"Trakya yakındaki uzak gibidir. Herkesin duyduğu bildiği ama kimsenin tanımadığı bir yer olarak öylece durur İstanbul'un yanı başında.
Bereketli toprakları neşeli insanları güzel türküleri kartpostallara layık tabiatıyla Balkanlar'a doğru uzanır.
Trakya'nın bir tadı bir kokusu vardır.
Bu tat bu eşsiz koku yemeklerinden düğünlerine sokaklarından insanlarına nehirlerinden tarlalarına her şeye siner.

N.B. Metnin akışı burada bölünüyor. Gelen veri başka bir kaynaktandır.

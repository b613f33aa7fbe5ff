//! HPACK Huffman code (RFC 7541 Appendix B)
//!
//! The code is canonical: codes are assigned in order of (length, symbol),
//! so the whole table is recovered from the per-symbol code lengths below.

use bytes::{BufMut, BytesMut};
use once_cell::sync::Lazy;

use super::HpackError;

const EOS: u16 = 256;
const MAX_LEN: usize = 30;

/// Symbols grouped by code length: printable ASCII, then other octets
const LENGTHS: &[(u8, &[u8], &[u16])] = &[
    (5, b"012aceiost", &[]),
    (6, b" %-./3456789=A_bdfghlmnpru", &[]),
    (7, b":BCDEFGHIJKLMNOPQRSTUVWYjkqvwxyz", &[]),
    (8, b"&*,;XZ", &[]),
    (10, b"!\"()?", &[]),
    (11, b"'+|", &[]),
    (12, b"#>", &[]),
    (13, b"$@[]~", &[0]),
    (14, b"^}", &[]),
    (15, b"<`{", &[]),
    (19, b"\\", &[195, 208]),
    (20, b"", &[128, 130, 131, 162, 184, 194, 224, 226]),
    (21, b"", &[153, 161, 167, 172, 176, 177, 179, 209, 216, 217, 227, 229, 230]),
    (
        22,
        b"",
        &[
            129, 132, 133, 134, 136, 146, 154, 156, 160, 163, 164, 169, 170, 173, 178, 181, 185,
            186, 187, 189, 190, 196, 198, 228, 232, 233,
        ],
    ),
    (
        23,
        b"",
        &[
            1, 135, 137, 138, 139, 140, 141, 143, 147, 149, 150, 151, 152, 155, 157, 158, 165, 166,
            168, 174, 175, 180, 182, 183, 188, 191, 197, 231, 239,
        ],
    ),
    (24, b"", &[9, 142, 144, 145, 148, 159, 171, 206, 215, 225, 236, 237]),
    (25, b"", &[199, 207, 234, 235]),
    (
        26,
        b"",
        &[192, 193, 200, 201, 202, 205, 210, 213, 218, 219, 238, 240, 242, 243, 255],
    ),
    (
        27,
        b"",
        &[
            203, 204, 211, 212, 214, 221, 222, 223, 241, 244, 245, 246, 247, 248, 250, 251, 252,
            253, 254,
        ],
    ),
    (
        28,
        b"",
        &[
            2, 3, 4, 5, 6, 7, 8, 11, 12, 14, 15, 16, 17, 18, 19, 20, 21, 23, 24, 25, 26, 27, 28, 29,
            30, 31, 127, 220, 249,
        ],
    ),
    (30, b"", &[10, 13, 22, EOS]),
];

struct Codebook {
    /// (code, bit length) per symbol
    codes: [(u32, u8); 257],
    /// First code of each length
    first: [u32; MAX_LEN + 1],
    count: [u32; MAX_LEN + 1],
    /// Index into `sorted` of the first symbol of each length
    offset: [usize; MAX_LEN + 1],
    sorted: Vec<u16>,
}

impl Codebook {
    fn build() -> Self {
        let mut sorted: Vec<(u8, u16)> = LENGTHS
            .iter()
            .flat_map(|(len, ascii, other)| {
                ascii
                    .iter()
                    .map(|&b| (*len, b as u16))
                    .chain(other.iter().map(|&s| (*len, s)))
                    .collect::<Vec<_>>()
            })
            .collect();
        sorted.sort();

        let mut book = Codebook {
            codes: [(0, 0); 257],
            first: [0; MAX_LEN + 1],
            count: [0; MAX_LEN + 1],
            offset: [0; MAX_LEN + 1],
            sorted: sorted.iter().map(|&(_, s)| s).collect(),
        };

        let mut code: u32 = 0;
        let mut prev_len = sorted[0].0;
        for (i, &(len, sym)) in sorted.iter().enumerate() {
            code <<= len - prev_len;
            prev_len = len;
            let l = len as usize;
            if book.count[l] == 0 {
                book.first[l] = code;
                book.offset[l] = i;
            }
            book.count[l] += 1;
            book.codes[sym as usize] = (code, len);
            code += 1;
        }
        book
    }
}

static BOOK: Lazy<Codebook> = Lazy::new(Codebook::build);

/// Encoded size in bytes
pub fn encoded_len(src: &[u8]) -> usize {
    let bits: usize = src.iter().map(|&b| BOOK.codes[b as usize].1 as usize).sum();
    bits.div_ceil(8)
}

/// Huffman-encode `src`, padding the last octet with the EOS prefix
pub fn encode(src: &[u8], dst: &mut BytesMut) {
    let mut acc: u64 = 0;
    let mut bits: u32 = 0;
    for &b in src {
        let (code, len) = BOOK.codes[b as usize];
        acc = (acc << len) | code as u64;
        bits += len as u32;
        while bits >= 8 {
            bits -= 8;
            dst.put_u8((acc >> bits) as u8);
        }
        acc &= (1u64 << bits) - 1;
    }
    if bits > 0 {
        let pad = 8 - bits;
        dst.put_u8(((acc << pad) | ((1 << pad) - 1)) as u8);
    }
}

/// Decode a Huffman string
pub fn decode(src: &[u8]) -> Result<Vec<u8>, HpackError> {
    let book = &*BOOK;
    let mut out = Vec::with_capacity(src.len() * 8 / 5);
    let mut code: u32 = 0;
    let mut len: usize = 0;

    for &byte in src {
        for shift in (0..8).rev() {
            code = (code << 1) | ((byte >> shift) & 1) as u32;
            len += 1;
            if len > MAX_LEN {
                return Err(HpackError::InvalidHuffman);
            }
            let n = book.count[len];
            if n > 0 && code >= book.first[len] && code - book.first[len] < n {
                let sym = book.sorted[book.offset[len] + (code - book.first[len]) as usize];
                if sym == EOS {
                    return Err(HpackError::InvalidHuffman);
                }
                out.push(sym as u8);
                code = 0;
                len = 0;
            }
        }
    }

    // Trailing bits must be a strict EOS prefix: fewer than 8, all ones
    if len > 7 || code != (1u32 << len) - 1 {
        return Err(HpackError::InvalidHuffman);
    }
    Ok(out)
}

Haluk Ecevit'in Maşatlığa Kırlayan Kızan'ını ilk okuduğumda aklımdan geçen şey bu olmuştu. Yıllardır hasret kaldığım Trakya'nın o yalnızca tanıyanların bildiği kokusuyla burnumun direğinin sızladığını duymuştum.
Haluk incecik duygusu mahzun ve mahcup halinin altında gizlenen mizahı ve insanı kendine çeken hikayeleriyle o büyülü tat ve kokunun en samimi taşıyıcılarından en hesapsız aktarıcılarından biri.
Şimdi o kokuyla tanışma sırası okurdadır."
Mahir Ünsal Eriş
(*) Gayrimüslim mezarlığı anlamına gelen "maşatlık" kitaptaki anıların geçtiği köyde yer alan bir yer ismidir. Eski bir Rum yerleşimi olan bu köyde ilgili yer zamanında gerçekten mezarlık olarak kullanılmıştır. Yine aynı köyün yerel ağızında "kırlamak" kaçıp gitmek anlamına gelirken "kızan" ise küçük çocuk manasında kullanılır.